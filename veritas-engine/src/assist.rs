//! Assistant tasks: scope summaries and interactive replies.
//!
//! Both go through the same guarded services as detection, in their own
//! priority classes.

use crate::constants::{ASSIST_MAX_TOKENS, MAX_SUMMARY_MESSAGES};
use crate::context::PipelineContext;
use crate::detect::prompts;
use std::sync::Arc;
use tracing::{debug, warn};
use veritas_core::{
    GenerationRequest, MessageRecord, PriorityClass, Snowflake, VeritasResult,
};
use veritas_storage::MessageFilter;

/// Summaries and replies over a shared pipeline context.
#[derive(Debug, Clone)]
pub struct Assistant {
    ctx: Arc<PipelineContext>,
}

impl Assistant {
    pub fn new(ctx: Arc<PipelineContext>) -> Self {
        Self { ctx }
    }

    fn request(&self, system: &str, prompt: String) -> GenerationRequest {
        let detection = &self.ctx.config().detection;
        GenerationRequest {
            system: system.to_string(),
            prompt,
            models: detection.models.clone(),
            temperature: detection.temperature,
            max_tokens: ASSIST_MAX_TOKENS,
        }
    }

    /// Summarize recent human messages in a scope, optionally one channel.
    ///
    /// Returns `None` when there is nothing to summarize.
    pub async fn summarize_scope(
        &self,
        scope_id: Snowflake,
        channel_id: Option<Snowflake>,
        limit: usize,
    ) -> VeritasResult<Option<String>> {
        let limit = limit.clamp(1, MAX_SUMMARY_MESSAGES);
        let mut filter = MessageFilter::scope(scope_id).without_bots();
        if let Some(channel) = channel_id {
            filter = filter.in_channel(channel);
        }

        let mut messages: Vec<MessageRecord> = self
            .ctx
            .store()
            .find_recent(&filter, limit)
            .await?
            .into_iter()
            .filter(|m| !m.content.trim().is_empty())
            .collect();
        if messages.is_empty() {
            debug!(scope_id, "Nothing to summarize");
            return Ok(None);
        }
        messages.reverse();

        let request = self.request(prompts::SUMMARY_SYSTEM, prompts::summary_prompt(&messages));
        let response = self
            .ctx
            .services()
            .generate(&request, PriorityClass::Summarization)
            .await?;
        Ok(non_empty(response.text))
    }

    /// Answer a question asked in `message`.
    ///
    /// Web grounding is used when the answer service has something; a
    /// failed or empty answer falls back to the model alone.
    pub async fn reply(&self, message: &MessageRecord, question: &str) -> VeritasResult<Option<String>> {
        let services = self.ctx.services();
        let grounding = match services
            .answer(question, PriorityClass::InteractiveReply)
            .await
        {
            Ok(answer) if answer.has_grounding() => Some(answer),
            Ok(_) => None,
            Err(e) => {
                warn!(message_id = message.id, error = %e, "Web answer failed, replying ungrounded");
                None
            }
        };

        let request = self.request(
            prompts::REPLY_SYSTEM,
            prompts::reply_prompt(question, grounding.as_ref()),
        );
        let response = services
            .generate(&request, PriorityClass::InteractiveReply)
            .await?;
        Ok(non_empty(response.text))
    }
}

fn non_empty(text: String) -> Option<String> {
    let trimmed = text.trim();
    (!trimmed.is_empty()).then(|| trimmed.to_string())
}

#[cfg(test)]
mod tests {
    use super::*;
    use crate::context::Upstreams;
    use veritas_core::PipelineConfig;
    use veritas_storage::InMemoryMessageStore;
    use veritas_test_utils::{MessageBuilder, ScriptedGeneration, StaticWebAnswer};

    fn assistant(generation: Arc<ScriptedGeneration>, answer: StaticWebAnswer) -> Assistant {
        let ctx = PipelineContext::new(
            PipelineConfig::default(),
            Arc::new(InMemoryMessageStore::new()),
            Upstreams {
                generation,
                web_answer: Arc::new(answer),
                web_search: None,
            },
        );
        Assistant::new(Arc::new(ctx))
    }

    #[tokio::test]
    async fn test_summary_of_empty_scope_is_none() {
        let generation = Arc::new(ScriptedGeneration::new(["unused"]));
        let assistant = assistant(generation.clone(), StaticWebAnswer::empty());
        assert_eq!(assistant.summarize_scope(1, None, 50).await.unwrap(), None);
        assert_eq!(generation.calls(), 0);
    }

    #[tokio::test]
    async fn test_summary_skips_bots_and_orders_oldest_first() {
        let generation = Arc::new(ScriptedGeneration::new(["People discussed the moon."]));
        let assistant = assistant(generation.clone(), StaticWebAnswer::empty());
        let ctx = &assistant.ctx;
        ctx.ingest(&MessageBuilder::new(1).scope(1).content("first").build())
            .await
            .unwrap();
        ctx.ingest(&MessageBuilder::new(2).scope(1).bot().content("beep").build())
            .await
            .unwrap();
        ctx.ingest(&MessageBuilder::new(3).scope(1).content("second").build())
            .await
            .unwrap();

        let summary = assistant.summarize_scope(1, None, 50).await.unwrap();
        assert_eq!(summary.as_deref(), Some("People discussed the moon."));

        let prompt = generation.last_prompt().unwrap();
        assert!(!prompt.contains("beep"));
        assert!(prompt.find("first").unwrap() < prompt.find("second").unwrap());
    }

    #[tokio::test]
    async fn test_reply_uses_grounding_when_available() {
        let generation = Arc::new(ScriptedGeneration::new(["It is about 384,400 km away."]));
        let assistant = assistant(
            generation.clone(),
            StaticWebAnswer::grounded("The moon is 384,400 km away.", &["https://nasa.gov"]),
        );
        let message = MessageBuilder::new(1).content("how far is the moon?").build();
        let reply = assistant.reply(&message, "how far is the moon?").await.unwrap();
        assert!(reply.is_some());
        assert!(generation.last_prompt().unwrap().contains("Web context"));
    }

    #[tokio::test]
    async fn test_reply_without_grounding() {
        let generation = Arc::new(ScriptedGeneration::new(["Hello!"]));
        let assistant = assistant(generation.clone(), StaticWebAnswer::empty());
        let message = MessageBuilder::new(1).content("hi bot").build();
        assert_eq!(
            assistant.reply(&message, "hi bot").await.unwrap().as_deref(),
            Some("Hello!")
        );
        assert_eq!(generation.last_prompt().unwrap(), "Question: hi bot");
    }
}
//! Heuristic pre-filter.
//!
//! Decides, without any I/O, whether a message is worth analysing at all.
//! Checks run cheapest first: command prefixes, length bounds, filler
//! vocabulary, compiled patterns, then token rules.

use super::vocab::{DISCOURSE_MARKERS, FILLER_PHRASES, SAFE_TOKENS};
use crate::constants::{
    PREFILTER_MAX_TRIVIAL_CHARS, PREFILTER_MIN_CHARS, PREFILTER_REPEAT_TOKEN_LIMIT,
    PREFILTER_SAFE_TOKEN_LIMIT,
};
use once_cell::sync::Lazy;
use regex::Regex;
use veritas_core::normalize_text;

/// Commands addressed to other bots in the same channels.
pub const FOREIGN_COMMAND_PREFIXES: &[&str] = &[
    "!play", "!skip", "!stop", "!pause", "!resume", "!queue", "!np", "!loop", "!volume",
    "!rank", "!level", "!daily", "!balance", "!bal", "!work", "!help", "!meme", "!roll",
    "!ban", "!kick", "!mute", "!warn", "!purge", "!clear", "!poll", "!remind", "!afk",
    "?rank", "?level", "?help", "?ban", "?warn", "?tag", ";;play", ";;skip", ";;queue",
    "-play", "-skip", "-queue", ".play", ".skip", "p!", "m!", "pls ", "owo ", "$w", "$m",
    "t!", "r!", "s!", ">play",
];

/// Why a message was judged trivial.
#[derive(Debug, Clone, Copy, PartialEq, Eq)]
pub enum TrivialReason {
    TooShort,
    NoAlphanumeric,
    Filler,
    Pattern(&'static str),
    RepeatedCharacters,
    SingleToken,
    RepeatedTokens,
    SafeVocabulary,
}

/// Pre-filter verdict for one message.
#[derive(Debug, Clone, Copy, PartialEq, Eq)]
pub enum FilterOutcome {
    /// Worth analysing.
    Pass,
    Trivial(TrivialReason),
    ForeignCommand,
}

impl FilterOutcome {
    /// Whether detection should stop here.
    pub fn is_skip(&self) -> bool {
        !matches!(self, Self::Pass)
    }
}

static TRIVIAL_PATTERNS: Lazy<Vec<(&'static str, Regex)>> = Lazy::new(|| {
    [
        ("custom_emoji", r"^(<a?:\w+:\d+>\s*)+$"),
        ("shortcode_emoji", r"^(:[a-z0-9_+\-]+:\s*)+$"),
        ("bare_number", r"^[+\-]?[\d.,\s%$]+$"),
        ("acronym", r"^[A-Z]{2,5}[!?.]*$"),
        (
            "canned_reaction",
            r"(?i)^(same|this|mood|real|true|facts|based|this\s+is\s+the\s+way|big\s+if\s+true|w\s+take|l\s+take|hard\s+agree|no\s+way|let'?s\s+go+|sheesh+)[!.\s]*$",
        ),
        ("laughter", r"(?i)^((ha)+h?|(he)+h?|(lo)+l|l+m+a+o+|x+d+|k{3,}|a?ha+)[!.\s]*$"),
        (
            "discourse_marker",
            r"(?i)^(anyway|anyways|whatever|well|so|basically|literally|honestly|actually)[!.?,\s]*$",
        ),
        (
            "bare_question",
            r"(?i)^(what|why|how|who|when|where|wdym|huh|really|srsly|for real|fr|wait what)\s*\?+$",
        ),
        ("url_only", r"^https?://\S+$"),
    ]
    .into_iter()
    .filter_map(|(name, pattern)| match Regex::new(pattern) {
        Ok(re) => Some((name, re)),
        Err(e) => {
            tracing::warn!(pattern = name, error = %e, "Invalid pre-filter pattern skipped");
            None
        }
    })
    .collect()
});

/// Classify a raw message.
pub fn classify(text: &str) -> FilterOutcome {
    if is_foreign_command(text) {
        return FilterOutcome::ForeignCommand;
    }
    match trivial_reason(text) {
        Some(reason) => FilterOutcome::Trivial(reason),
        None => FilterOutcome::Pass,
    }
}

pub fn is_trivial(text: &str) -> bool {
    trivial_reason(text).is_some()
}

/// Case-insensitive prefix match against the foreign command list.
///
/// A prefix ending in a letter or digit only matches as a whole word, so
/// "!player stats" is not "!play" but "!play despacito" is.
pub fn is_foreign_command(text: &str) -> bool {
    let lowered = text.trim_start().to_lowercase();
    FOREIGN_COMMAND_PREFIXES.iter().any(|prefix| {
        if !lowered.starts_with(prefix) {
            return false;
        }
        let ends_in_word = prefix
            .chars()
            .last()
            .map(char::is_alphanumeric)
            .unwrap_or(false);
        !ends_in_word
            || lowered[prefix.len()..]
                .chars()
                .next()
                .map(|c| !c.is_alphanumeric())
                .unwrap_or(true)
    })
}

/// Why `text` is trivial, or `None` when it is worth analysing.
pub fn trivial_reason(text: &str) -> Option<TrivialReason> {
    let trimmed = text.trim();
    let length = trimmed.chars().count();

    if length < PREFILTER_MIN_CHARS {
        return Some(TrivialReason::TooShort);
    }
    if !trimmed.chars().any(char::is_alphanumeric) {
        return Some(TrivialReason::NoAlphanumeric);
    }
    if length > PREFILTER_MAX_TRIVIAL_CHARS {
        return None;
    }

    let normalized = normalize_text(trimmed);
    if FILLER_PHRASES.contains(&normalized.as_str())
        || DISCOURSE_MARKERS.contains(&normalized.as_str())
    {
        return Some(TrivialReason::Filler);
    }

    if let Some((name, _)) = TRIVIAL_PATTERNS.iter().find(|(_, re)| re.is_match(trimmed)) {
        return Some(TrivialReason::Pattern(name));
    }
    if is_repeated_run(trimmed) {
        return Some(TrivialReason::RepeatedCharacters);
    }

    token_rule(&normalized)
}

/// "aaaaaa", "!!!???", "hahahaha" style runs: at most two distinct
/// characters once whitespace is removed.
fn is_repeated_run(text: &str) -> bool {
    let compact: Vec<char> = text
        .chars()
        .filter(|c| !c.is_whitespace())
        .flat_map(char::to_lowercase)
        .collect();
    if compact.len() < PREFILTER_MIN_CHARS {
        return false;
    }
    let mut distinct: Vec<char> = Vec::with_capacity(3);
    for c in compact {
        if !distinct.contains(&c) {
            distinct.push(c);
            if distinct.len() > 2 {
                return false;
            }
        }
    }
    true
}

fn token_rule(normalized: &str) -> Option<TrivialReason> {
    let tokens: Vec<&str> = normalized.split_whitespace().collect();
    match tokens.len() {
        0 => return Some(TrivialReason::NoAlphanumeric),
        1 => return Some(TrivialReason::SingleToken),
        _ => {}
    }
    if tokens.len() <= PREFILTER_REPEAT_TOKEN_LIMIT && tokens.iter().all(|t| *t == tokens[0]) {
        return Some(TrivialReason::RepeatedTokens);
    }
    if tokens.len() <= PREFILTER_SAFE_TOKEN_LIMIT && tokens.iter().all(|t| SAFE_TOKENS.contains(t))
    {
        return Some(TrivialReason::SafeVocabulary);
    }
    None
}

// ============================================================================
// UNIT TESTS
// ============================================================================

#[cfg(test)]
mod tests {
    use super::*;

    #[test]
    fn test_short_inputs_trivial() {
        for text in ["", "a", "ok", "lol", "   hi   "] {
            assert!(is_trivial(text), "{:?}", text);
        }
    }

    #[test]
    fn test_punctuation_and_emoji_trivial() {
        assert_eq!(trivial_reason("?!?!?!"), Some(TrivialReason::NoAlphanumeric));
        assert_eq!(trivial_reason("😂😂😂😂"), Some(TrivialReason::NoAlphanumeric));
        assert!(is_trivial("<:pepe:123456789> <a:dance:987654321>"));
        assert!(is_trivial(":thumbsup: :fire:"));
    }

    #[test]
    fn test_patterns() {
        assert_eq!(trivial_reason("12345"), Some(TrivialReason::Pattern("bare_number")));
        assert_eq!(trivial_reason("SMDH!!"), Some(TrivialReason::Pattern("acronym")));
        assert_eq!(trivial_reason("hahahah"), Some(TrivialReason::Pattern("laughter")));
        assert_eq!(trivial_reason("wait what??"), Some(TrivialReason::Pattern("bare_question")));
        assert!(is_trivial("big if true"));
    }

    #[test]
    fn test_repeated_characters() {
        assert_eq!(trivial_reason("aaaa aaa"), Some(TrivialReason::RepeatedCharacters));
    }

    #[test]
    fn test_filler_vocabulary() {
        assert_eq!(trivial_reason("Thank you!"), Some(TrivialReason::Filler));
        assert_eq!(trivial_reason("fair enough"), Some(TrivialReason::Filler));
    }

    #[test]
    fn test_token_rules() {
        assert_eq!(trivial_reason("pineapple"), Some(TrivialReason::SingleToken));
        assert_eq!(trivial_reason("nice nice nice"), Some(TrivialReason::RepeatedTokens));
        assert_eq!(trivial_reason("ok thanks bro"), Some(TrivialReason::SafeVocabulary));
    }

    #[test]
    fn test_claims_pass() {
        assert_eq!(classify("The earth is flat"), FilterOutcome::Pass);
        assert_eq!(classify("vaccines don't work"), FilterOutcome::Pass);
        let long = "word ".repeat(30);
        assert_eq!(classify(&long), FilterOutcome::Pass);
    }

    #[test]
    fn test_foreign_commands() {
        assert!(is_foreign_command("!play never gonna give you up"));
        assert!(is_foreign_command("!PLAY"));
        assert!(is_foreign_command("p!queue"));
        assert!(is_foreign_command("  ;;play lofi"));
        assert!(!is_foreign_command("!player stats are broken"));
        assert!(!is_foreign_command("The earth is flat"));
        assert_eq!(
            classify("!play vaccines don't work"),
            FilterOutcome::ForeignCommand
        );
    }
}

_What to produce_: Starting with the first line of the records above, give back each line exactly until the line with "use std::sync::Arc;" has been given as well.

_Solution for this task_:
filename veritas-engine/src/assist.rs
//! Assistant tasks: scope summaries and interactive replies.
//!
//! Both go through the same guarded services as detection, in their own
//! priority classes.

use crate::constants::{ASSIST_MAX_TOKENS, MAX_SUMMARY_MESSAGES};
use crate::context::PipelineContext;
use crate::detect::prompts;
use std::sync::Arc;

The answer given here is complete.